Copy out the data below, all of it, exactly.
+ + + + +
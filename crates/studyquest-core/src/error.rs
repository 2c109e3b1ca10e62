//! Core error types for studyquest-core.
//!
//! Every error here is recoverable. Rejected commands leave engine,
//! registry and ledger state untouched.

use std::path::PathBuf;
use thiserror::Error;

/// Core error type for studyquest-core.
#[derive(Error, Debug)]
pub enum CoreError {
    /// A session was started with a zero duration.
    #[error("Invalid duration: a study session must last at least one second")]
    InvalidDuration,

    /// A session is already running and the conflict policy rejects overrides.
    #[error("A study session is already active (ends at {ends_at})")]
    SessionAlreadyActive { ends_at: chrono::DateTime<chrono::Utc> },

    /// The wallet refused to pay for a catalog item.
    #[error("Insufficient funds: '{item}' costs {price} coins")]
    InsufficientFunds { item: String, price: u64 },

    /// The catalog has no item with this name.
    #[error("Unknown catalog item: {0}")]
    UnknownCatalogItem(String),

    /// Persisted timer state could not be decoded or violates its invariants.
    #[error("Corrupt persisted timer state: {0}")]
    CorruptPersistedState(String),

    /// Validation errors
    #[error("Validation error: {0}")]
    Validation(#[from] ValidationError),

    /// Database-related errors
    #[error("Database error: {0}")]
    Database(#[from] DatabaseError),

    /// Configuration-related errors
    #[error("Configuration error: {0}")]
    Config(#[from] ConfigError),

    /// IO errors
    #[error("IO error: {0}")]
    Io(#[from] std::io::Error),

    /// Serialization/deserialization errors
    #[error("JSON error: {0}")]
    Json(#[from] serde_json::Error),

    /// The study runtime task has shut down.
    #[error("Study runtime is no longer running")]
    RuntimeClosed,
}

/// Database-specific errors.
#[derive(Error, Debug)]
pub enum DatabaseError {
    /// Failed to open database connection
    #[error("Failed to open database at {path}: {source}")]
    OpenFailed {
        path: PathBuf,
        #[source]
        source: rusqlite::Error,
    },

    /// Query execution failed
    #[error("Query failed: {0}")]
    QueryFailed(String),

    /// Database is locked
    #[error("Database is locked")]
    Locked,
}

/// Configuration-specific errors.
#[derive(Error, Debug)]
pub enum ConfigError {
    /// Failed to load configuration
    #[error("Failed to load configuration from {path}: {message}")]
    LoadFailed { path: PathBuf, message: String },

    /// Failed to save configuration
    #[error("Failed to save configuration to {path}: {message}")]
    SaveFailed { path: PathBuf, message: String },

    /// Unknown dot-path key
    #[error("Unknown configuration key: {0}")]
    UnknownKey(String),

    /// Invalid configuration value
    #[error("Invalid configuration value for '{key}': {message}")]
    InvalidValue { key: String, message: String },
}

/// Validation errors.
#[derive(Error, Debug)]
pub enum ValidationError {
    /// Invalid value
    #[error("Invalid value for '{field}': {message}")]
    InvalidValue { field: String, message: String },

    /// Two catalog entries share a name
    #[error("Duplicate catalog item: {0}")]
    DuplicateCatalogItem(String),
}

impl From<rusqlite::Error> for DatabaseError {
    fn from(err: rusqlite::Error) -> Self {
        match &err {
            rusqlite::Error::SqliteFailure(err, _msg) => {
                if err.code == rusqlite::ErrorCode::DatabaseLocked {
                    DatabaseError::Locked
                } else {
                    DatabaseError::QueryFailed(err.to_string())
                }
            }
            _ => DatabaseError::QueryFailed(err.to_string()),
        }
    }
}

impl From<rusqlite::Error> for CoreError {
    fn from(err: rusqlite::Error) -> Self {
        CoreError::Database(err.into())
    }
}

/// Result type alias for CoreError
pub type Result<T, E = CoreError> = std::result::Result<T, E>;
+ + + + +
-- Answer box --
filename crates/studyquest-core/src/error.rs
repository 2c109e3b1ca10e62
//! Core error types for studyquest-core.
//!
//! Every error here is recoverable. Rejected commands leave engine,
//! registry and ledger state untouched.

use std::path::PathBuf;
use thiserror::Error;

/// Core error type for studyquest-core.
#[derive(Error, Debug)]
pub enum CoreError {
    /// A session was started with a zero duration.
    #[error("Invalid duration: a study session must last at least one second")]
    InvalidDuration,

    /// A session is already running and the conflict policy rejects overrides.
    #[error("A study session is already active (ends at {ends_at})")]
    SessionAlreadyActive { ends_at: chrono::DateTime<chrono::Utc> },

    /// The wallet refused to pay for a catalog item.
    #[error("Insufficient funds: '{item}' costs {price} coins")]
    InsufficientFunds { item: String, price: u64 },

    /// The catalog has no item with this name.
    #[error("Unknown catalog item: {0}")]
    UnknownCatalogItem(String),

    /// Persisted timer state could not be decoded or violates its invariants.
    #[error("Corrupt persisted timer state: {0}")]
    CorruptPersistedState(String),

    /// Validation errors
    #[error("Validation error: {0}")]
    Validation(#[from] ValidationError),

    /// Database-related errors
    #[error("Database error: {0}")]
    Database(#[from] DatabaseError),

    /// Configuration-related errors
    #[error("Configuration error: {0}")]
    Config(#[from] ConfigError),

    /// IO errors
    #[error("IO error: {0}")]
    Io(#[from] std::io::Error),

    /// Serialization/deserialization errors
    #[error("JSON error: {0}")]
    Json(#[from] serde_json::Error),

    /// The study runtime task has shut down.
    #[error("Study runtime is no longer running")]
    RuntimeClosed,
}

/// Database-specific errors.
#[derive(Error, Debug)]
pub enum DatabaseError {
    /// Failed to open database connection
    #[error("Failed to open database at {path}: {source}")]
    OpenFailed {
        path: PathBuf,
        #[source]
        source: rusqlite::Error,
    },

    /// Query execution failed
    #[error("Query failed: {0}")]
    QueryFailed(String),

    /// Database is locked
    #[error("Database is locked")]
    Locked,
}

/// Configuration-specific errors.
#[derive(Error, Debug)]
pub enum ConfigError {
    /// Failed to load configuration
    #[error("Failed to load configuration from {path}: {message}")]
    LoadFailed { path: PathBuf, message: String },

    /// Failed to save configuration
    #[error("Failed to save configuration to {path}: {message}")]
    SaveFailed { path: PathBuf, message: String },

    /// Unknown dot-path key
    #[error("Unknown configuration key: {0}")]
    UnknownKey(String),

    /// Invalid configuration value
    #[error("Invalid configuration value for '{key}': {message}")]
    InvalidValue { key: String, message: String },
}

/// Validation errors.
#[derive(Error, Debug)]
pub enum ValidationError {
    /// Invalid value
    #[error("Invalid value for '{field}': {message}")]
    InvalidValue { field: String, message: String },

    /// Two catalog entries share a name
    #[error("Duplicate catalog item: {0}")]
    DuplicateCatalogItem(String),
}

impl From<rusqlite::Error> for DatabaseError {
    fn from(err: rusqlite::Error) -> Self {
        match &err {
            rusqlite::Error::SqliteFailure(err, _msg) => {
                if err.code == rusqlite::ErrorCode::DatabaseLocked {
                    DatabaseError::Locked
                } else {
                    DatabaseError::QueryFailed(err.to_string())
                }
            }
            _ => DatabaseError::QueryFailed(err.to_string()),
        }
    }
}

impl From<rusqlite::Error> for CoreError {
    fn from(err: rusqlite::Error) -> Self {
        CoreError::Database(err.into())
    }
}

/// Result type alias for CoreError
pub type Result<T, E = CoreError> = std::result::Result<T, E>;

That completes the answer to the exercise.